The researchers used the large dataset to develop a model that predicts the occurrence of hexavalent chromium above the health standard in drinking water wells based on the well location’s geology, and on easily measured ground water chemistry parameters such as water pH, oxygen content, and salinity. They also calculated the probabilities that a given well would exceed the 0.07 microgram per litre health advisory level for specific geologic belts in the state.

The occurrence of hexavalent chromium is predicted to be particularly high in wells located in the Piedmont region, where over 50 per cent of the wells are expected to have concentrations of hexavalent chromium above the health advisory level, Vengosh said.

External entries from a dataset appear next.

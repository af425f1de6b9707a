pub mod config;
pub mod models;
pub mod providers;
pub mod services;
pub mod ui;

Statewide, nearly four million people rely on ground water as their primary source of drinking water. “The areas where we see the largest number of ground water users, like Wake and Mecklenburg Counties, coincide with some of the highest probabilities for the occurrence of hexavalent chromium above the health advisory level,” Coyte said.

“Unlike public ground water systems, private wells have no testing requirements and therefore many private well owners do not know the concentration of hexavalent chromium in their well water,” Vengosh said. “Since we show that total chromium can be a good proxy for the presence of hexavalent chromium, homeowners can test total chromium, which is more common and cheaper.”

While home water filtration for hexavalent chromium was not tested in this study, several technologies do exist to remove hexavalent chromium from drinking water, including reverse-osmosis desalination.  

The findings were published as a journal pre-proof Nov. 12 in Science of the Total Environment. This research was supported by a grant from the National Science Foundation (EAR-1733637).